Alice ne put s’empêcher de s’énerver lorsqu’elle entendit la question d’Herman. Il fallait dire que le jeune homme qu’elle avait acquis n’était pas à la hauteur de son physique. L’homme d’affaires remarqua immédiatement le changement d’expression faciale chez son amie et lui demanda ce qui n’allait pas. Mademoiselle Nicolay lui relata alors la triste expérience qu’elle avait eue.
- Je suis sincèrement navré de l’apprendre, rétorqua-t-il.

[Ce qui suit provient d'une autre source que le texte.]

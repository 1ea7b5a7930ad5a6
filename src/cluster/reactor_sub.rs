//! One reactor shard: a dedicated loop draining readys and serializing
//! steps for the disjoint set of channels it owns.

use std::sync::Arc;
use std::sync::atomic::{AtomicBool, Ordering};

use crossbeam::channel::{Receiver, Sender, after, bounded, tick};

use super::channel::Channel;
use super::channel_list::ChannelList;
use super::error::ClusterError;
use super::message::ReplicaMessage;
use super::reactor::ReactorShared;
use super::replica::Action;

/// Capacity of the per-shard step queue; submitters block (with a shutdown
/// escape) once it fills.
const STEP_QUEUE_DEPTH: usize = 1024;

pub(crate) struct StepRequest {
    pub ch: Arc<Channel>,
    pub msg: ReplicaMessage,
    pub wait_tx: Option<Sender<Result<(), ClusterError>>>,
}

/// Shared handle to one shard: its channel set and the queues feeding its
/// loop. Cloned freely; the loop thread holds one clone, submitters others.
#[derive(Clone)]
pub(crate) struct SubHandle {
    pub index: usize,
    pub channels: Arc<ChannelList>,
    advance_tx: Sender<()>,
    advance_rx: Receiver<()>,
    step_tx: Sender<StepRequest>,
    step_rx: Receiver<StepRequest>,
    stopped: Arc<AtomicBool>,
    stop_rx: Receiver<()>,
}

impl SubHandle {
    pub(crate) fn new(index: usize, stopped: Arc<AtomicBool>, stop_rx: Receiver<()>) -> Self {
        let (advance_tx, advance_rx) = bounded(1);
        let (step_tx, step_rx) = bounded(STEP_QUEUE_DEPTH);
        Self {
            index,
            channels: Arc::new(ChannelList::new()),
            advance_tx,
            advance_rx,
            step_tx,
            step_rx,
            stopped,
            stop_rx,
        }
    }

    pub(crate) fn advance_tx(&self) -> Sender<()> {
        self.advance_tx.clone()
    }

    /// Non-blocking wake; coalesces with any pending wake.
    pub(crate) fn advance(&self) {
        let _ = self.advance_tx.try_send(());
    }

    /// Fire-and-forget step, serialized through the shard loop. Blocks only
    /// while the step queue is full.
    pub(crate) fn step(&self, ch: Arc<Channel>, msg: ReplicaMessage) -> Result<(), ClusterError> {
        let req = StepRequest {
            ch,
            msg,
            wait_tx: None,
        };
        let result = crossbeam::select! {
            send(self.step_tx, req) -> res => res.map_err(|_| ClusterError::ReactorStopped),
            recv(self.stop_rx) -> _ => Err(ClusterError::ReactorStopped),
        };
        self.advance();
        result
    }

    /// Step and wait for the replica's verdict, up to `timeout`.
    pub(crate) fn step_wait(
        &self,
        ch: Arc<Channel>,
        msg: ReplicaMessage,
        timeout: std::time::Duration,
    ) -> Result<(), ClusterError> {
        let (wait_tx, wait_rx) = bounded(1);
        let req = StepRequest {
            ch,
            msg,
            wait_tx: Some(wait_tx),
        };
        crossbeam::select! {
            send(self.step_tx, req) -> res => {
                if res.is_err() {
                    return Err(ClusterError::ReactorStopped);
                }
            }
            recv(self.stop_rx) -> _ => return Err(ClusterError::ReactorStopped),
        }
        self.advance();

        let timeout_rx = after(timeout);
        crossbeam::select! {
            recv(wait_rx) -> res => res.unwrap_or(Err(ClusterError::ReactorStopped)),
            recv(timeout_rx) -> _ => Err(ClusterError::Timeout),
            recv(self.stop_rx) -> _ => Err(ClusterError::ReactorStopped),
        }
    }
}

/// The shard loop: drain readys, then wait for a tick, a wake, a step or
/// shutdown.
pub(crate) fn run_sub_loop(handle: SubHandle, shared: Arc<ReactorShared>) {
    let ticker = tick(shared.opts().config.heartbeat());
    loop {
        if handle.stopped.load(Ordering::Acquire) {
            return;
        }
        readys(&handle, &shared);
        crossbeam::select! {
            recv(ticker) -> _ => ticks(&handle),
            recv(handle.advance_rx) -> res => {
                if res.is_err() {
                    return;
                }
            }
            recv(handle.step_rx) -> req => match req {
                Ok(req) => {
                    let result = req.ch.step_lock(req.msg);
                    match req.wait_tx {
                        Some(wait_tx) => {
                            let _ = wait_tx.try_send(result);
                        }
                        None => {
                            if let Err(err) = result {
                                tracing::warn!(
                                    target: "cluster",
                                    channel = %req.ch.key(),
                                    shard = handle.index,
                                    "step failed: {err}"
                                );
                            }
                        }
                    }
                }
                Err(_) => return,
            },
            recv(handle.stop_rx) -> _ => return,
        }
    }
}

fn readys(handle: &SubHandle, shared: &Arc<ReactorShared>) {
    for ch in handle.channels.snapshot() {
        if handle.stopped.load(Ordering::Acquire) {
            return;
        }
        if ch.is_destroyed() {
            continue;
        }
        let _ = ch.handle_received_messages();
        if let Err(err) = ch.handle_local_store_msgs() {
            tracing::warn!(
                target: "cluster",
                channel = %ch.key(),
                "local store drain failed: {err}"
            );
        }
        if ch.has_ready() {
            handle_ready(&ch, shared);
        }
    }
}

fn ticks(handle: &SubHandle) {
    for ch in handle.channels.snapshot() {
        if handle.stopped.load(Ordering::Acquire) {
            return;
        }
        ch.tick();
    }
}

fn handle_ready(ch: &Arc<Channel>, shared: &Arc<ReactorShared>) {
    for action in ch.ready() {
        tracing::trace!(
            target: "cluster",
            channel = %ch.key(),
            action = action.kind(),
            "channel action"
        );
        match action {
            Action::Init => shared.add_init_req(ch.clone()),
            Action::PayloadDecrypt { messages } => {
                shared.add_payload_decrypt_req(ch.clone(), messages);
            }
            Action::PermissionCheck { messages } => {
                shared.add_permission_req(ch.clone(), messages);
            }
            Action::Storage { messages } => shared.add_storage_req(ch.clone(), messages),
            Action::Deliver { messages, tag_key } => {
                shared.add_deliver_req(ch.clone(), messages, tag_key);
            }
            Action::Sendack { messages } => shared.add_sendack_req(ch.clone(), messages),
            Action::Forward {
                messages,
                leader_id,
            } => shared.add_forward_req(ch.clone(), messages, leader_id),
            Action::StoreAppend { logs } => ch.handle_store_append(logs),
            Action::ApplyLogs {
                applied_index,
                committed_index,
            } => ch.handle_apply_logs_req(applied_index, committed_index),
            Action::Send { to, message } => shared.send_wire(ch, to, message),
        }
    }
}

- Ne m’en parle pas. Vous, les hommes, avez la chance de ne pas rencontrer ce genre de problème. Ce sont vos acquisitions qui doivent s’adapter à votre rythme et non l’inverse. Nous les femmes devons malheureusement attendre que vous repreniez votre souffle ou autres conneries du genre.
Les deux hommes ne firent aucun commentaire face aux propos que venait d’avoir la jeune femme. De toute façon, ils n’étaient pas en mesure de le faire. Juste après cela, la jeune femme retourna la question à Herman qui lui répondit que son expérience était plutôt agréable jusqu’à présent.
- La jeune femme que j’ai obtenue est très charmante et fait exactement tout ce que je lui demande, poursuivit-il.
- Tu m’étonnes ! rétorqua mademoiselle Nicolay toujours frustrée par ce qu’elle venait de vivre.
- Et toi, Simon ? Est-ce que tout s’est bien passé avec ma secrétaire ?
C’était désormais au banquier de répondre à la question d’Herman Invictus. Malheureusement, il ne pouvait pas lui dire tout ce qui s’était produit dans sa chambre du fait que les deux avaient passé un accord oral stipulant qu’il ne devait absolument pas porter une quelconque atteinte physique en la personne de Natacha Barnes, ce qui était cependant arrivé à de nombreuses reprises.
- Tout s’est déroulé à merveille, quoiqu’elle ait été quelque peu insolente, dit Simon.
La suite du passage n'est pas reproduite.